**Recorded information:**

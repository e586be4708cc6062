use std::{path::PathBuf, thread, time::Duration};

use clap::Parser;
use log::info;

use u810_touchd::{
    settings::{FileParamStore, DEFAULT_CALIBRATION_PATH, DEFAULT_PARAMS_PATH},
    supervisor::Supervisor,
    uinput::UinputHost,
    usb::UsbBus,
};

/// Userspace driver for the Fujitsu U810 USB touch panel.
#[derive(Parser, Debug)]
#[command(version)]
struct Args {
    /// Parameters written by `touchctl`.
    #[arg(long, default_value = DEFAULT_PARAMS_PATH)]
    params: PathBuf,
    /// Where the calibration range is written while calibrating.
    #[arg(long, default_value = DEFAULT_CALIBRATION_PATH)]
    calibration: PathBuf,
    /// Parameter store poll period, in milliseconds.
    #[arg(long, default_value_t = 250)]
    tick_ms: u64,
    /// Delay between scans for newly plugged panels, in milliseconds.
    #[arg(long, default_value_t = 2000)]
    rescan_ms: u64,
}

fn main() -> anyhow::Result<()> {
    env_logger::Builder::from_env(env_logger::Env::default().default_filter_or("info")).init();

    let args = Args::parse();
    let store = FileParamStore::new(args.params, args.calibration);
    info!("Following parameters in {}", store.params_path().display());
    let mut supervisor = Supervisor::new(
        UsbBus::new()?,
        UinputHost,
        store,
        Duration::from_millis(args.rescan_ms),
    );
    info!("Waiting for touch panels");

    let tick = Duration::from_millis(args.tick_ms);
    loop {
        supervisor.tick();
        thread::sleep(tick);
    }
}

**Your goal:** Each line from the top of the entries above through the line containing "#[arg(long, default_value = DEFAULT_CALIBRATION_PATH)]" must be transcribed exactly, and no other line may appear.

**Exercise result:**
repository e586be4708cc6062
use std::{path::PathBuf, thread, time::Duration};

use clap::Parser;
use log::info;

use u810_touchd::{
    settings::{FileParamStore, DEFAULT_CALIBRATION_PATH, DEFAULT_PARAMS_PATH},
    supervisor::Supervisor,
    uinput::UinputHost,
    usb::UsbBus,
};

/// Userspace driver for the Fujitsu U810 USB touch panel.
#[derive(Parser, Debug)]
#[command(version)]
struct Args {
    /// Parameters written by `touchctl`.
    #[arg(long, default_value = DEFAULT_PARAMS_PATH)]
    params: PathBuf,
    /// Where the calibration range is written while calibrating.
    #[arg(long, default_value = DEFAULT_CALIBRATION_PATH)]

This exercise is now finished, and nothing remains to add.